Monster review – heartfelt and likably earnest

Released: 15 Mar 2024

Two children running through a lush, green forest.
Two children running through a lush, green forest.
3

Anticipation.

One of Japan’s greatest living filmmakers with his annual delivery.

3

Enjoyment.

Some wonderful stuff here, but too many contrived writerly tics to allow it to really soar.

3

In Retrospect.

Not Kore-eda’s most cohesive film, but still a heartfelt and likably earnest one.

The relationship between two young schoolboys has ramifications for their local community in the new drama from Hirokazu Koreeda.
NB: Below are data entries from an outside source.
//! Node discovery
//!
//! Tracks which gateway instances are alive and which role each serves.

mod events;
mod node_registry;

pub use events::RegistryEvent;
pub use node_registry::{NodeEntry, NodeRegistry};
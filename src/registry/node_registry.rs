//! Node Registry
//!
//! Ordered, live membership of gateway instances. Nodes keep the position
//! of their first registration; re-registering the same id updates the
//! entry in place. Liveness is heartbeat based: entries whose last heartbeat
//! is older than the configured age are expired.

use crate::domain::ports::{RegistryDriver, RegistryNode};
use crate::error::{Error, Result};
use crate::registry::RegistryEvent;
use async_trait::async_trait;
use chrono::{DateTime, Duration, Utc};
use indexmap::IndexMap;
use parking_lot::RwLock;
use std::sync::Arc;
use tokio::sync::broadcast;
use tokio::task::JoinHandle;
use tracing::{debug, info};

/// Capacity of the event channel
const EVENT_CHANNEL_CAPACITY: usize = 1024;

// =============================================================================
// Node Entry
// =============================================================================

/// A registered node with its liveness bookkeeping
#[derive(Debug, Clone)]
pub struct NodeEntry {
    pub node: RegistryNode,
    /// First registration time
    pub registered_at: DateTime<Utc>,
    /// Last heartbeat timestamp
    pub last_heartbeat: DateTime<Utc>,
}

impl NodeEntry {
    fn new(node: RegistryNode) -> Self {
        let now = Utc::now();
        Self {
            node,
            registered_at: now,
            last_heartbeat: now,
        }
    }

    /// Check if the node missed heartbeats for longer than `max_age`
    pub fn is_stale(&self, now: DateTime<Utc>, max_age: Duration) -> bool {
        now.signed_duration_since(self.last_heartbeat) > max_age
    }
}

// =============================================================================
// Node Registry
// =============================================================================

/// In-memory registry of live nodes
pub struct NodeRegistry {
    nodes: RwLock<IndexMap<String, NodeEntry>>,
    /// Event broadcaster
    event_sender: broadcast::Sender<RegistryEvent>,
}

impl NodeRegistry {
    /// Create a new node registry
    pub fn new() -> Arc<Self> {
        let (event_sender, _) = broadcast::channel(EVENT_CHANNEL_CAPACITY);
        Arc::new(Self {
            nodes: RwLock::new(IndexMap::new()),
            event_sender,
        })
    }

    /// Get an event receiver
    pub fn subscribe(&self) -> broadcast::Receiver<RegistryEvent> {
        self.event_sender.subscribe()
    }

    /// Register a node, or update it in place when the id is known.
    ///
    /// Also counts as a heartbeat.
    pub fn register(&self, node: RegistryNode) -> Result<()> {
        if node.id.is_empty() || node.role.is_empty() {
            return Err(Error::BadInputData("node id and role are required".into()));
        }

        let event = {
            let mut nodes = self.nodes.write();
            match nodes.get_mut(&node.id) {
                Some(entry) => {
                    entry.node = node.clone();
                    entry.last_heartbeat = Utc::now();
                    RegistryEvent::NodeUpdated { node_id: node.id }
                }
                None => {
                    let event = RegistryEvent::NodeRegistered {
                        node_id: node.id.clone(),
                        role: node.role.clone(),
                        host: node.host.clone(),
                    };
                    nodes.insert(node.id.clone(), NodeEntry::new(node));
                    event
                }
            }
        };

        debug!(node_id = %event.node_id(), "Node registered");
        let _ = self.event_sender.send(event);
        Ok(())
    }

    /// Remove a node
    pub fn unregister(&self, node_id: &str) -> Result<()> {
        if self.nodes.write().shift_remove(node_id).is_none() {
            return Err(Error::NotFound(format!("node {}", node_id)));
        }
        info!(node_id, "Node unregistered");
        let _ = self.event_sender.send(RegistryEvent::NodeUnregistered {
            node_id: node_id.to_string(),
        });
        Ok(())
    }

    /// Record a heartbeat from a node
    pub fn heartbeat(&self, node_id: &str) -> Result<()> {
        let mut nodes = self.nodes.write();
        let entry = nodes
            .get_mut(node_id)
            .ok_or_else(|| Error::NotFound(format!("node {}", node_id)))?;
        entry.last_heartbeat = Utc::now();
        Ok(())
    }

    /// Nodes advertising `role`, in registration order
    pub fn nodes_for_role(&self, role: &str) -> Vec<RegistryNode> {
        self.nodes
            .read()
            .values()
            .filter(|entry| entry.node.role == role)
            .map(|entry| entry.node.clone())
            .collect()
    }

    pub fn get(&self, node_id: &str) -> Option<NodeEntry> {
        self.nodes.read().get(node_id).cloned()
    }

    pub fn len(&self) -> usize {
        self.nodes.read().len()
    }

    pub fn is_empty(&self) -> bool {
        self.len() == 0
    }

    /// Remove nodes whose last heartbeat is older than `max_age`
    pub fn expire_stale(&self, max_age: Duration) -> Vec<String> {
        let now = Utc::now();
        let mut expired = Vec::new();
        self.nodes.write().retain(|id, entry| {
            if entry.is_stale(now, max_age) {
                expired.push(id.clone());
                false
            } else {
                true
            }
        });

        for node_id in &expired {
            info!(node_id = %node_id, "Node expired after missing heartbeats");
            let _ = self.event_sender.send(RegistryEvent::NodeExpired {
                node_id: node_id.clone(),
            });
        }
        expired
    }

    /// Keep `local` alive and expire stale peers until shutdown
    pub fn spawn_liveness(
        self: Arc<Self>,
        local: String,
        interval: std::time::Duration,
        max_age: Duration,
        mut shutdown: broadcast::Receiver<()>,
    ) -> JoinHandle<()> {
        tokio::spawn(async move {
            let mut ticker = tokio::time::interval(interval.max(std::time::Duration::from_millis(10)));
            loop {
                tokio::select! {
                    _ = ticker.tick() => {
                        let _ = self.heartbeat(&local);
                        self.expire_stale(max_age);
                    }
                    _ = shutdown.recv() => {
                        debug!("Registry liveness task stopping");
                        break;
                    }
                }
            }
        })
    }
}

#[async_trait]
impl RegistryDriver for NodeRegistry {
    async fn register(&self, node: RegistryNode) -> Result<()> {
        NodeRegistry::register(self, node)
    }

    async fn unregister(&self, id: &str) -> Result<()> {
        NodeRegistry::unregister(self, id)
    }

    async fn nodes_for_role(&self, role: &str) -> Result<Vec<RegistryNode>> {
        Ok(NodeRegistry::nodes_for_role(self, role))
    }
}

#[cfg(test)]
mod tests {
    use super::*;
    use crate::domain::ports::RegistryDriverRef;
    use crate::error::ErrorCode;

    fn node(id: &str, role: &str) -> RegistryNode {
        RegistryNode {
            id: id.to_string(),
            role: role.to_string(),
            system_version: "0.2.0".to_string(),
            host: format!("{}.local:8090", id),
        }
    }

    #[test]
    fn test_register_keeps_first_position() {
        let registry = NodeRegistry::new();
        registry.register(node("gw-1", "gateway")).unwrap();
        registry.register(node("gw-2", "gateway")).unwrap();
        registry.register(node("ix-1", "indexer")).unwrap();

        let mut moved = node("gw-1", "gateway");
        moved.host = "elsewhere:8090".to_string();
        registry.register(moved).unwrap();

        let gateways = registry.nodes_for_role("gateway");
        let ids: Vec<&str> = gateways.iter().map(|n| n.id.as_str()).collect();
        assert_eq!(ids, vec!["gw-1", "gw-2"]);
        assert_eq!(gateways[0].host, "elsewhere:8090");
        assert_eq!(registry.len(), 3);
    }

    #[test]
    fn test_unregister() {
        let registry = NodeRegistry::new();
        registry.register(node("gw-1", "gateway")).unwrap();
        registry.register(node("gw-2", "gateway")).unwrap();
        registry.register(node("gw-3", "gateway")).unwrap();
        registry.unregister("gw-2").unwrap();

        let ids: Vec<String> = registry
            .nodes_for_role("gateway")
            .into_iter()
            .map(|n| n.id)
            .collect();
        assert_eq!(ids, vec!["gw-1", "gw-3"]);
        assert_eq!(
            registry.unregister("gw-2").unwrap_err().code(),
            ErrorCode::NotFound
        );
    }

    #[test]
    fn test_invalid_node_rejected() {
        let registry = NodeRegistry::new();
        assert!(registry.register(node("", "gateway")).is_err());
        assert!(registry.register(node("gw-1", "")).is_err());
        assert!(registry.is_empty());
    }

    #[test]
    fn test_expire_stale() {
        let registry = NodeRegistry::new();
        registry.register(node("gw-1", "gateway")).unwrap();
        registry.register(node("gw-2", "gateway")).unwrap();

        assert!(registry.expire_stale(Duration::hours(1)).is_empty());
        {
            let mut nodes = registry.nodes.write();
            nodes.get_mut("gw-1").unwrap().last_heartbeat = Utc::now() - Duration::hours(2);
        }
        assert_eq!(registry.expire_stale(Duration::hours(1)), vec!["gw-1".to_string()]);
        assert!(registry.get("gw-1").is_none());
        assert!(registry.heartbeat("gw-1").is_err());
        assert!(registry.heartbeat("gw-2").is_ok());
    }

    #[tokio::test]
    async fn test_events() {
        let registry = NodeRegistry::new();
        let mut events = registry.subscribe();

        registry.register(node("gw-1", "gateway")).unwrap();
        registry.register(node("gw-1", "gateway")).unwrap();
        registry.unregister("gw-1").unwrap();

        assert!(matches!(
            events.recv().await.unwrap(),
            RegistryEvent::NodeRegistered { .. }
        ));
        assert_eq!(
            events.recv().await.unwrap(),
            RegistryEvent::NodeUpdated { node_id: "gw-1".into() }
        );
        assert!(events.recv().await.unwrap().is_departure());
    }

    #[tokio::test]
    async fn test_driver_trait() {
        let driver: RegistryDriverRef = NodeRegistry::new();
        driver.register(node("gw-1", "gateway")).await.unwrap();
        assert_eq!(driver.nodes_for_role("gateway").await.unwrap().len(), 1);
        assert!(driver.nodes_for_role("indexer").await.unwrap().is_empty());
        driver.unregister("gw-1").await.unwrap();
    }
}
With his narratively oblique yet emotionally legible new film, Hirokazu Kore-eda adds another entry to his scrapbook of fractured families and reconstituted makeshift substitutes. A woman grieves the child she accidentally killed, a sin claimed by her husband for public appearances’ sake; a mother and son celebrate a departed dad’s birthday with cake and one-sided conversations with his memory; a lonely kid finds the love his single father refuses to dole out in a blossoming friendship with a classmate. These currents of isolation, yearning and compassion wield the same quiet potential for devastation that’s synonymous with Kore-eda’s oeuvre. But working with someone else’s script for the first time since his debut — Japanese TV stalwart Yuji Sakamoto — the articulation of these feelings has produced uneven results.

The first form assumed by this shape-shifting drama holds together while foregrounding its structuring absences, odd inexplicabilities to be recontextualized by doubling back later on. Schoolboy Minato (Soya Kurokawa) has been acting strange. His mother Saori (Sakura Ando) can’t tell whether he’s tuck-and-rolling out of a moving car because youngsters do weird things, or if a pig’s brain has been implanted in his skull as he claims. She learns that he got this notion from his teacher Hori (Eita Nagayama), who seems to be responsible for the bloodied ear that Minato comes home with one afternoon.

In the most engaging section of a film that grows more scattered as it progresses, a battle of wills plays out between a teacher and the student that may or may not be trying to frame him for cancellable offences. Saori’s war on the school she sees as harbouring an abuser leads to light satire on Japanese workplace culture’s politeness-to-a-fault, the finer points of which may be lost on my fellow gaijin.

The second act pivots both to tenderness and disjointedness as Minato befriends new classmate Eri (Hinata Hiiragi), their bond solidifying as they make a clubhouse out of a rusted-out school bus. Kore-eda draws out the darkness surrounding this fragile friendship, tactfully pointing to the causes that compel them to forestall going back to their respective homes. He still leaves glaring question marks – chief among them the identity of the titular “monster” – just so they can be tied up in the final segment’s reframing of perspective.

Everything clicks into place as the audience clearly hears a mumbled line of dialogue the second time around, or sees through sheets of rain in an earlier typhoon mudslide. The sentimental wallop of Kore-eda’s technique takes a back seat to this writerly game-playing, more preoccupied with the sliding pieces of story than the catharses they should trigger.

The eventual reveal of the who and the why provides satisfying resolution, though the reward feels petty in comparison to the film’s freestanding pleasures: the tremulous discovery of love, the crystalline peace of unsupervised play, and above all else, the transportive score from the late Ryuichi Sakamoto, a masterwork within a minor work.